There are a number of ways flat strip components can be produced, generally depending on the volume required. When a small number of components are required e.g. prototype samples, it is possible to produce most parts without tooling. Wire-eroding can produce development blanks where required, and standard tools can be used to form the parts to the required dimensions. This process is time consuming but allows the customers to have parts without investing in production tooling.

If the volume is larger, components can be blanked out on tooling, and formed in subsequent operations on separate equipment. The tooling cost is relatively small and increases the production speed considerably over the previous process. For medium to high volume production, the flat strip component is manufactured complete on one piece of equipment. The two main ways on achieving this is by using progression tooling or multislide form tools.

When producing parts on progression and multi-slide tooling, the developed components are not completely blanked out. A small section of material is left to carry the part forwards to the subsequent forming stages.

In progression tools the material is indexed forward to each forming stage. As the part progresses through the tool the component undergoes a sequence of forming operations, until the part is fully formed. The last stage cuts out the section of material that has carried the component forward. The tool has to be designed carefully to form the component in the correct sequence (see Fig.1).

This tool forms the finished part in smaller stages. A sequence of features is pressed into the material individually until the finished part is formed.
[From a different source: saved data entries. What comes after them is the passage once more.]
// SPDX-FileCopyrightText: 2026 Kent Gibson <warthog618@gmail.com>
//
// SPDX-License-Identifier: Apache-2.0 OR MIT

use super::common::LineOpts;
use super::signal;
use anyhow::{Context, Result};
use clap::Parser;
use gpiocdev_squarewave::wave::DEFAULT_HALF_PERIOD_US;
use gpiocdev_squarewave::{Generator, SquareWave, ThreadDelay};
use log::info;

#[derive(Debug, Parser)]
#[command(alias("sq"))]
pub struct Opts {
    #[command(flatten)]
    line_opts: LineOpts,

    /// The time the line is held at each level, in microseconds.
    ///
    /// The wave period is twice the half-period.
    #[arg(short = 'p', long, value_name = "us", default_value_t = DEFAULT_HALF_PERIOD_US)]
    half_period: u32,
}

impl Opts {
    fn wave(&self) -> Result<SquareWave> {
        SquareWave::new(self.half_period).context("invalid square wave")
    }
}

/// Generate the square wave until interrupted.
///
/// Exits cleanly, with the line left low, on SIGINT or SIGTERM.
pub fn cmd(opts: &Opts) -> Result<()> {
    let wave = opts.wave()?;
    let line = opts.line_opts.request()?;
    let token = signal::cancel_on_interrupt()?;
    let mut gen = Generator::new(line, ThreadDelay::new().with_cancel(token.clone()));
    gen.configure().context("unable to configure line as output")?;
    let stats = gen
        .run_square_wave(&wave, &token)
        .context("square wave failed")?;
    info!("generated {} cycles", stats.cycles);
    Ok(())
}

#[cfg(test)]
mod tests {
    use super::*;

    #[test]
    fn default_half_period() {
        let opts = Opts::try_parse_from(["square", "--chip", "0", "17"]).unwrap();
        assert_eq!(opts.wave().unwrap(), SquareWave::default());
    }

    #[test]
    fn half_period() {
        let opts = Opts::try_parse_from(["square", "-p", "50", "GPIO17"]).unwrap();
        assert_eq!(opts.wave().unwrap().half_period_us, 50);
        let opts = Opts::try_parse_from(["square", "-p", "0", "GPIO17"]).unwrap();
        assert!(opts.wave().is_err());
    }
}
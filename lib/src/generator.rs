// SPDX-FileCopyrightText: 2026 Kent Gibson <warthog618@gmail.com>
//
// SPDX-License-Identifier: Apache-2.0 OR MIT

use crate::pin::ConfigureOutput;
use crate::wave::{ParamError, SquareWave, Tone, ToneLoop};
use crate::CancelToken;
use embedded_hal::delay::DelayNs;
use embedded_hal::digital::OutputPin;
use log::{debug, info, trace};

/// Counts of the work performed by a run.
#[derive(Clone, Copy, Debug, Default, Eq, PartialEq)]
pub struct Stats {
    /// Full high/low cycles completed.
    pub cycles: u64,

    /// Tone bursts completed.
    pub bursts: u64,
}

/// Errors returned by [`Generator`] operations.
#[derive(Debug, thiserror::Error, PartialEq)]
pub enum Error<E> {
    /// The waveform parameters are out of range.
    #[error(transparent)]
    Param(#[from] ParamError),

    /// The pin returned an error.
    #[error("pin error")]
    Pin(#[source] E),
}

/// Generates square waves on a single output pin.
///
/// The generator owns the pin and the delay for its lifetime, so nothing else
/// may alter the pin while a wave is being generated.
///
/// Each cycle drives the pin high, holds for a half-period, drives it low and
/// holds for another half-period. Runs check their [`CancelToken`] before
/// each cycle, so the pin is always left low by a completed run.
#[derive(Debug)]
pub struct Generator<P, D> {
    pin: P,
    delay: D,
}

impl<P, D> Generator<P, D>
where
    P: OutputPin,
    D: DelayNs,
{
    /// Create a generator driving `pin` with timing from `delay`.
    pub fn new(pin: P, delay: D) -> Self {
        Generator { pin, delay }
    }

    /// Place the pin into output mode.
    ///
    /// May be called repeatedly.
    pub fn configure(&mut self) -> Result<(), Error<P::Error>>
    where
        P: ConfigureOutput,
    {
        debug!("configuring pin as output");
        self.pin.configure_output().map_err(Error::Pin)
    }

    /// Generate a square wave until cancelled.
    ///
    /// Without cancellation this never returns - the wave is generated for
    /// the lifetime of the process.
    pub fn run_square_wave(
        &mut self,
        wave: &SquareWave,
        cancel: &CancelToken,
    ) -> Result<Stats, Error<P::Error>> {
        wave.validate()?;
        info!(
            "square wave started: half-period {}us, period {:?}",
            wave.half_period_us,
            wave.period()
        );
        let mut stats = Stats::default();
        while !cancel.is_cancelled() {
            self.cycle(wave.half_period_us)?;
            stats.cycles += 1;
        }
        info!("square wave stopped after {} cycles", stats.cycles);
        Ok(stats)
    }

    /// Generate a single tone burst.
    ///
    /// Returns once the burst completes, or early if cancelled.
    pub fn run_tone(&mut self, tone: &Tone, cancel: &CancelToken) -> Result<Stats, Error<P::Error>> {
        tone.validate()?;
        let stats = self.burst(tone, cancel)?;
        info!("tone finished after {} cycles", stats.cycles);
        Ok(stats)
    }

    /// Repeat a tone burst, separated by an idle gap, until cancelled.
    ///
    /// Without cancellation this never returns.
    pub fn run_tone_loop(
        &mut self,
        tl: &ToneLoop,
        cancel: &CancelToken,
    ) -> Result<Stats, Error<P::Error>> {
        tl.tone.validate()?;
        info!(
            "tone loop started: {}Hz for {}s, gap {}ms",
            tl.tone.frequency_hz, tl.tone.duration_s, tl.gap_ms
        );
        let mut stats = Stats::default();
        while !cancel.is_cancelled() {
            let burst = self.burst(&tl.tone, cancel)?;
            stats.cycles += burst.cycles;
            stats.bursts += burst.bursts;
            if cancel.is_cancelled() {
                break;
            }
            self.delay.delay_ms(tl.gap_ms);
        }
        info!(
            "tone loop stopped after {} bursts, {} cycles",
            stats.bursts, stats.cycles
        );
        Ok(stats)
    }

    /// Return the pin and delay.
    pub fn into_inner(self) -> (P, D) {
        (self.pin, self.delay)
    }

    // assumes the tone has been validated.
    fn burst(&mut self, tone: &Tone, cancel: &CancelToken) -> Result<Stats, Error<P::Error>> {
        let half_cycle = tone.half_cycle_us();
        let cycles = tone.cycles();
        trace!("burst: {cycles} cycles of {half_cycle}us half-cycles");
        let mut stats = Stats::default();
        while stats.cycles < cycles {
            if cancel.is_cancelled() {
                return Ok(stats);
            }
            self.cycle(half_cycle)?;
            stats.cycles += 1;
        }
        stats.bursts = 1;
        Ok(stats)
    }

    #[inline]
    fn cycle(&mut self, half_period_us: u32) -> Result<(), Error<P::Error>> {
        self.pin.set_high().map_err(Error::Pin)?;
        self.delay.delay_us(half_period_us);
        self.pin.set_low().map_err(Error::Pin)?;
        self.delay.delay_us(half_period_us);
        Ok(())
    }
}
// SPDX-FileCopyrightText: 2026 Kent Gibson <warthog618@gmail.com>
//
// SPDX-License-Identifier: Apache-2.0 OR MIT

use crate::CancelToken;
use embedded_hal::delay::DelayNs;
use std::thread;
use std::time::{Duration, Instant};

/// The default period below which [`ThreadDelay`] busy-waits.
pub const DEFAULT_SPIN_THRESHOLD: Duration = Duration::from_micros(100);

// the longest a cancellable sleep goes without checking its token
const SLEEP_SLICE: Duration = Duration::from_millis(10);

/// A best-effort blocking [`DelayNs`] for the calling thread.
///
/// Short delays busy-wait on the monotonic clock, as the scheduler cannot
/// wake a sleeping thread with microsecond precision. Longer delays sleep.
/// Neither compensates for scheduler jitter - the delay is at least as long
/// as requested, but may be longer.
///
/// Signals do not interrupt a sleep, so a delay given a [`CancelToken`]
/// sleeps in slices of at most 10ms and returns early once the token is
/// cancelled. Without a token, cancellation is only seen by the caller once
/// the full delay has elapsed.
#[derive(Clone, Debug)]
pub struct ThreadDelay {
    spin_threshold: Duration,
    cancel: Option<CancelToken>,
}

impl ThreadDelay {
    /// Create a delay using the [`DEFAULT_SPIN_THRESHOLD`].
    pub fn new() -> Self {
        ThreadDelay {
            spin_threshold: DEFAULT_SPIN_THRESHOLD,
            cancel: None,
        }
    }

    /// Cut sleeps short once `token` is cancelled.
    pub fn with_cancel(mut self, token: CancelToken) -> Self {
        self.cancel = Some(token);
        self
    }

    /// Set the period at or below which delays busy-wait rather than sleep.
    ///
    /// A zero threshold always sleeps.
    pub fn with_spin_threshold(mut self, threshold: Duration) -> Self {
        self.spin_threshold = threshold;
        self
    }

    /// The period at or below which delays busy-wait.
    pub fn spin_threshold(&self) -> Duration {
        self.spin_threshold
    }

    fn wait(&self, period: Duration) {
        if period.is_zero() {
            return;
        }
        if period > self.spin_threshold {
            self.sleep(period);
            return;
        }
        let start = Instant::now();
        while start.elapsed() < period {
            std::hint::spin_loop();
        }
    }

    fn sleep(&self, period: Duration) {
        let Some(token) = &self.cancel else {
            thread::sleep(period);
            return;
        };
        let start = Instant::now();
        loop {
            if token.is_cancelled() {
                return;
            }
            let remaining = period.saturating_sub(start.elapsed());
            if remaining.is_zero() {
                return;
            }
            thread::sleep(remaining.min(SLEEP_SLICE));
        }
    }
}

impl Default for ThreadDelay {
    fn default() -> Self {
        Self::new()
    }
}

impl DelayNs for ThreadDelay {
    fn delay_ns(&mut self, ns: u32) {
        self.wait(Duration::from_nanos(ns.into()));
    }

    fn delay_us(&mut self, us: u32) {
        self.wait(Duration::from_micros(us.into()));
    }

    fn delay_ms(&mut self, ms: u32) {
        self.wait(Duration::from_millis(ms.into()));
    }
}

#[cfg(test)]
mod tests {
    use super::*;

    #[test]
    fn spins_at_least_requested() {
        let mut d = ThreadDelay::new();
        let start = Instant::now();
        d.delay_us(50);
        assert!(start.elapsed() >= Duration::from_micros(50));
    }

    #[test]
    fn sleeps_at_least_requested() {
        let mut d = ThreadDelay::new().with_spin_threshold(Duration::ZERO);
        assert_eq!(d.spin_threshold(), Duration::ZERO);
        let start = Instant::now();
        d.delay_ms(5);
        assert!(start.elapsed() >= Duration::from_millis(5));
    }

    #[test]
    fn cancelled_sleep_returns_early() {
        let token = CancelToken::new();
        let mut d = ThreadDelay::new().with_cancel(token.clone());
        let remote = token.clone();
        let canceller = thread::spawn(move || {
            thread::sleep(Duration::from_millis(20));
            remote.cancel();
        });
        let start = Instant::now();
        d.delay_ms(60_000);
        assert!(start.elapsed() < Duration::from_secs(5));
        assert!(token.is_cancelled());
        canceller.join().unwrap();

        // already cancelled
        let start = Instant::now();
        d.delay_ms(60_000);
        assert!(start.elapsed() < Duration::from_secs(1));
    }

    #[test]
    fn uncancelled_sleep_runs_full_period() {
        let mut d = ThreadDelay::new().with_cancel(CancelToken::new());
        let start = Instant::now();
        d.delay_ms(35);
        assert!(start.elapsed() >= Duration::from_millis(35));
    }

    #[test]
    fn zero_delay_returns() {
        let mut d = ThreadDelay::default();
        d.delay_ns(0);
        d.delay_us(0);
    }
}
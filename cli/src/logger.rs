// SPDX-FileCopyrightText: 2026 Kent Gibson <warthog618@gmail.com>
//
// SPDX-License-Identifier: Apache-2.0 OR MIT

use log::{Level, LevelFilter, Log, Metadata, Record};

/// Writes log records to stderr.
struct StderrLogger;

impl Log for StderrLogger {
    fn enabled(&self, metadata: &Metadata) -> bool {
        metadata.level() <= log::max_level()
    }

    fn log(&self, record: &Record) {
        if !self.enabled(record.metadata()) {
            return;
        }
        let level = match record.level() {
            Level::Error => "ERROR",
            Level::Warn => "WARN",
            Level::Info => "INFO",
            Level::Debug => "DEBUG",
            Level::Trace => "TRACE",
        };
        eprintln!("[{}] {}: {}", level, record.target(), record.args());
    }

    fn flush(&self) {}
}

static LOGGER: StderrLogger = StderrLogger;

/// Install the stderr logger with a level set by the verbosity count.
pub fn init(verbosity: u8) {
    if log::set_logger(&LOGGER).is_ok() {
        log::set_max_level(level_filter(verbosity));
    }
}

fn level_filter(verbosity: u8) -> LevelFilter {
    match verbosity {
        0 => LevelFilter::Warn,
        1 => LevelFilter::Info,
        2 => LevelFilter::Debug,
        _ => LevelFilter::Trace,
    }
}
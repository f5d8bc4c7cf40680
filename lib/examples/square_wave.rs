// SPDX-FileCopyrightText: 2026 Kent Gibson <warthog618@gmail.com>
//
// SPDX-License-Identifier: Apache-2.0 OR MIT

// Basic example of generating a 100kHz square wave on a single line.

use anyhow::Context;
use gpiocdev_squarewave::{CancelToken, Generator, OutputLine, SquareWave, ThreadDelay};

fn main() -> anyhow::Result<()> {
    let offset = 22;

    let line = OutputLine::new("/dev/gpiochip0", offset).context("Failed to request line")?;
    let mut gen = Generator::new(line, ThreadDelay::new());
    gen.configure().context("Failed to configure line")?;

    println!("square wave on line {}...", offset);
    // never cancelled, so runs until the process is killed
    gen.run_square_wave(&SquareWave::default(), &CancelToken::new())
        .context("Failed to set value")?;
    Ok(())
}
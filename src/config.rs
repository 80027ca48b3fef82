use std::collections::HashSet;
use std::fs;
use std::path::Path;

use anyhow::{bail, Context, Result};
use lazy_static::lazy_static;
use measurements::{Length, Volume};
use serde::Deserialize;
use vessel::{Calibration, CuboidTank, TankProfile};

lazy_static! {
  static ref DEFAULT_TANKS: Vec<TankConfig> = vec![
    TankConfig {
      name: "large".to_owned(),
      geometry: Geometry::Reference { level_mm: 1603.0, volume_m3: 2608.214 },
    },
    TankConfig {
      name: "small".to_owned(),
      geometry: Geometry::Reference { level_mm: 10487.0, volume_m3: 6663.0 },
    },
  ];
}

#[derive(Debug, Clone, Deserialize)]
#[serde(rename_all = "snake_case")]
pub enum Geometry {
  Reference { level_mm: f64, volume_m3: f64 },
  Cuboid { length_cm: f64, width_cm: f64, height_cm: f64 },
}

#[derive(Debug, Clone, Deserialize)]
pub struct TankConfig {
  pub name: String,
  #[serde(flatten)]
  pub geometry: Geometry,
}

impl TankConfig {
  pub fn profile(&self) -> Result<TankProfile> {
    let calibration = match self.geometry {
      Geometry::Reference { level_mm, volume_m3 } => {
        Calibration::new(Length::from_millimeters(level_mm), Volume::from_cubic_meters(volume_m3))
      },
      Geometry::Cuboid { length_cm, width_cm, height_cm } => {
        let tank = CuboidTank::new(
          Length::from_centimeters(length_cm),
          Length::from_centimeters(width_cm),
          Length::from_centimeters(height_cm),
        );
        Calibration::from_tank(&tank)
      },
    }
    .with_context(|| format!("Invalid calibration for tank '{}'", self.name))?;

    Ok(TankProfile::new(self.name.clone(), calibration))
  }
}

#[derive(Debug, Clone, Deserialize)]
pub struct Config {
  pub tanks: Vec<TankConfig>,
}

impl Default for Config {
  fn default() -> Self {
    Self { tanks: DEFAULT_TANKS.clone() }
  }
}

impl Config {
  pub fn load(path: &Path) -> Result<Self> {
    log::info!("Loading configuration from '{}' …", path.display());

    let content = fs::read_to_string(path).with_context(|| format!("Failed to read {}", path.display()))?;
    let config = Self::parse(&content).with_context(|| format!("Failed to parse {}", path.display()))?;

    log::debug!("Loaded {} tank(s).", config.tanks.len());

    Ok(config)
  }

  pub fn parse(content: &str) -> Result<Self> {
    let config: Config = serde_yaml::from_str(content)?;

    if config.tanks.is_empty() {
      bail!("no tanks configured")
    }

    let mut names = HashSet::new();
    if let Some(duplicate) = config.tanks.iter().find(|tank| !names.insert(tank.name.as_str())) {
      bail!("tank '{}' is configured more than once", duplicate.name)
    }

    Ok(config)
  }

  /// Builds the profiles of the selected tanks, or of all tanks if `names` is empty.
  pub fn profiles(&self, names: &[String]) -> Result<Vec<TankProfile>> {
    if let Some(unknown) = names.iter().find(|name| !self.tanks.iter().any(|tank| &tank.name == *name)) {
      bail!("unknown tank '{}'", unknown)
    }

    self
      .tanks
      .iter()
      .filter(|tank| names.is_empty() || names.contains(&tank.name))
      .map(TankConfig::profile)
      .collect()
  }
}
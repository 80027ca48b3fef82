mod calibration;
mod cuboid_tank;
mod estimate;
mod input;
mod session;
mod tank;

pub use calibration::{Calibration, CalibrationError, TankProfile};
pub use cuboid_tank::CuboidTank;
pub use estimate::{estimate, estimate_all, format_hours, CompletionEstimate, TankEstimate};
pub use input::{validate, Field, RawInput, ValidatedInput, ValidationError};
pub use session::{Session, State};
pub use tank::Tank;
use chrono::{DateTime, Duration, FixedOffset};
use measurements::Volume;

use crate::calibration::{Calibration, TankProfile};
use crate::input::ValidatedInput;

const MILLISECONDS_PER_HOUR: f64 = 3_600_000.0;

#[derive(Debug, Clone, PartialEq)]
pub struct CompletionEstimate {
  target_level: f64,
  level_delta: f64,
  volume_delta: Volume,
  hours_needed: f64,
  completion: Option<DateTime<FixedOffset>>,
}

impl CompletionEstimate {
  /// Level in millimeters the estimate is for.
  pub fn target_level(&self) -> f64 {
    self.target_level
  }

  /// Remaining level in millimeters.
  pub fn level_delta(&self) -> f64 {
    self.level_delta
  }

  pub fn volume_delta(&self) -> Volume {
    self.volume_delta
  }

  pub fn hours_needed(&self) -> f64 {
    self.hours_needed
  }

  /// `None` if the instant lies outside the representable date range.
  pub fn completion(&self) -> Option<DateTime<FixedOffset>> {
    self.completion
  }

  /// Remaining time as `H:MM`, rounded to the nearest minute, or `--:--` if it does not fit.
  pub fn duration_string(&self) -> String {
    format_hours(self.hours_needed)
  }

  /// Wall-clock time of completion as `HH:MM`.
  pub fn clock_string(&self) -> String {
    match self.completion {
      Some(completion) => completion.format("%H:%M").to_string(),
      None => "--:--".to_owned(),
    }
  }
}

#[derive(Debug, Clone, PartialEq)]
pub struct TankEstimate {
  pub tank: String,
  pub estimate: CompletionEstimate,
}

pub fn format_hours(hours: f64) -> String {
  let minutes = (hours * 60.0).round();
  if !minutes.is_finite() || minutes < 0.0 || minutes >= i64::MAX as f64 {
    return "--:--".to_owned()
  }

  let minutes = minutes as i64;
  format!("{}:{:02}", minutes / 60, minutes % 60)
}

pub fn estimate(input: &ValidatedInput, calibration: &Calibration, now: DateTime<FixedOffset>) -> CompletionEstimate {
  let level_delta = input.target_level() - input.current_level();
  let volume_delta = level_delta / calibration.ratio();
  let hours_needed = volume_delta / input.inflow_rate();

  let completion = Duration::try_milliseconds((hours_needed * MILLISECONDS_PER_HOUR).round() as i64)
    .and_then(|delta| now.checked_add_signed(delta));

  if completion.is_none() {
    log::warn!("Completion after {} h is out of range.", hours_needed);
  }

  CompletionEstimate {
    target_level: input.target_level(),
    level_delta,
    volume_delta: Volume::from_cubic_meters(volume_delta),
    hours_needed,
    completion,
  }
}

/// Evaluates the same input against every tank, one estimate per profile.
pub fn estimate_all(input: &ValidatedInput, profiles: &[TankProfile], now: DateTime<FixedOffset>) -> Vec<TankEstimate> {
  profiles
    .iter()
    .map(|profile| TankEstimate { tank: profile.name.clone(), estimate: estimate(input, &profile.calibration, now) })
    .collect()
}
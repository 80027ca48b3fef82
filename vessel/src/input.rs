use std::fmt;

use thiserror::Error;

#[derive(Debug, Clone, Copy, PartialEq, Eq)]
pub enum Field {
  CurrentLevel,
  InflowRate,
  TargetLevel,
}

impl fmt::Display for Field {
  fn fmt(&self, f: &mut fmt::Formatter<'_>) -> fmt::Result {
    f.write_str(match self {
      Field::CurrentLevel => "current level",
      Field::InflowRate => "inflow rate",
      Field::TargetLevel => "target level",
    })
  }
}

#[derive(Debug, Clone, Copy, PartialEq, Eq, Error)]
pub enum ValidationError {
  #[error("{0} is required")]
  MissingField(Field),
  #[error("target level must be above the current level")]
  InvalidTarget,
  #[error("inflow rate must be positive")]
  InvalidRate,
}

/// Field values as entered, before parsing.
#[derive(Debug, Clone, Default, PartialEq, Eq)]
pub struct RawInput {
  pub current_level: Option<String>,
  pub inflow_rate: Option<String>,
  pub target_level: Option<String>,
}

impl RawInput {
  pub fn new(current_level: &str, inflow_rate: &str, target_level: &str) -> Self {
    Self {
      current_level: Some(current_level.to_owned()),
      inflow_rate: Some(inflow_rate.to_owned()),
      target_level: Some(target_level.to_owned()),
    }
  }

  /// Whether no field carries any text at all.
  pub fn is_blank(&self) -> bool {
    [&self.current_level, &self.inflow_rate, &self.target_level]
      .iter()
      .all(|field| field.as_deref().map_or(true, |s| s.trim().is_empty()))
  }
}

#[derive(Debug, Clone, Copy, PartialEq)]
pub struct ValidatedInput {
  current_level: f64,
  inflow_rate: f64,
  target_level: f64,
}

impl ValidatedInput {
  /// Level in millimeters.
  pub fn current_level(&self) -> f64 {
    self.current_level
  }

  /// Rate in cubic meters per hour.
  pub fn inflow_rate(&self) -> f64 {
    self.inflow_rate
  }

  /// Level in millimeters.
  pub fn target_level(&self) -> f64 {
    self.target_level
  }
}

fn parse_field(value: Option<&str>, field: Field) -> Result<f64, ValidationError> {
  value
    .map(str::trim)
    .filter(|s| !s.is_empty())
    .and_then(|s| s.parse::<f64>().ok())
    .filter(|n| n.is_finite())
    .ok_or(ValidationError::MissingField(field))
}

pub fn validate(input: &RawInput) -> Result<ValidatedInput, ValidationError> {
  let current_level = parse_field(input.current_level.as_deref(), Field::CurrentLevel)?;
  let inflow_rate = parse_field(input.inflow_rate.as_deref(), Field::InflowRate)?;
  let target_level = parse_field(input.target_level.as_deref(), Field::TargetLevel)?;

  if target_level <= current_level {
    return Err(ValidationError::InvalidTarget)
  }

  if inflow_rate <= 0.0 {
    return Err(ValidationError::InvalidRate)
  }

  Ok(ValidatedInput { current_level, inflow_rate, target_level })
}

#[cfg(test)]
mod tests {
  use super::*;

  #[test]
  fn valid() {
    let input = validate(&RawInput::new("1603", " 335 ", "1800.5")).unwrap();
    assert_eq!(input.current_level(), 1603.0);
    assert_eq!(input.inflow_rate(), 335.0);
    assert_eq!(input.target_level(), 1800.5);
  }

  #[test]
  fn missing_field_wins_over_other_checks() {
    let input = RawInput { current_level: Some("1800".into()), inflow_rate: Some("-1".into()), target_level: None };
    assert_eq!(validate(&input), Err(ValidationError::MissingField(Field::TargetLevel)));

    assert_eq!(validate(&RawInput::new("", "0", "10")), Err(ValidationError::MissingField(Field::CurrentLevel)));
    assert_eq!(validate(&RawInput::new("5", "  ", "1")), Err(ValidationError::MissingField(Field::InflowRate)));
  }

  #[test]
  fn unparseable_is_missing() {
    assert_eq!(validate(&RawInput::new("abc", "1", "10")), Err(ValidationError::MissingField(Field::CurrentLevel)));
    assert_eq!(validate(&RawInput::new("1", "inf", "10")), Err(ValidationError::MissingField(Field::InflowRate)));
    assert_eq!(validate(&RawInput::new("1", "1", "NaN")), Err(ValidationError::MissingField(Field::TargetLevel)));
  }

  #[test]
  fn target_not_above_current() {
    assert_eq!(validate(&RawInput::new("1800", "335", "1800")), Err(ValidationError::InvalidTarget));
    assert_eq!(validate(&RawInput::new("1800", "335", "1700")), Err(ValidationError::InvalidTarget));
    assert_eq!(validate(&RawInput::new("1800", "-5", "1700")), Err(ValidationError::InvalidTarget));
  }

  #[test]
  fn non_positive_rate() {
    assert_eq!(validate(&RawInput::new("1603", "0", "1800")), Err(ValidationError::InvalidRate));
    assert_eq!(validate(&RawInput::new("1603", "-335", "1800")), Err(ValidationError::InvalidRate));
  }

  #[test]
  fn blank() {
    assert!(RawInput::default().is_blank());
    assert!(RawInput::new("", " ", "").is_blank());
    assert!(!RawInput::new("", "1", "").is_blank());
  }

  #[test]
  fn messages() {
    assert_eq!(ValidationError::MissingField(Field::InflowRate).to_string(), "inflow rate is required");
    assert_eq!(ValidationError::InvalidTarget.to_string(), "target level must be above the current level");
  }
}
The blank that can be seen in this image shows the gradual development of the part

flat-strip-spring-toolingFig.1: Progression tool for a flat strip spring

In multi-slide tools there is an initial blanking stage, but then the material is indexed forward to where a number of forming slides operate. These slides are able to move forward and backwards along their axis, controlled by either cams or servomotors. On the ends of the slides there are forming tools designed specifically for the component. During the forming operation the slides move inwards in a predetermined pattern, bending the material as desired, and parting the component from the strip. The number of slides employed in this procedure is determined by the complexity of the finished component (see Fig.2).

This type of tooling rapidly creates flat strip springs with complex forms including undercuts

multi-slide-toolFig.2: Multi-slide tool

These tools are complex to design but are able to produce finished parts at very high speed allowing very low unit prices.

Using new CAD technology it is possible to design tooling for strip components precisely and very quickly, allowing us to design the tooling as efficiently as possible.

Article written by David Banks-Fear and published on MDF by kind permission of Southern Springs & Pressings Limited.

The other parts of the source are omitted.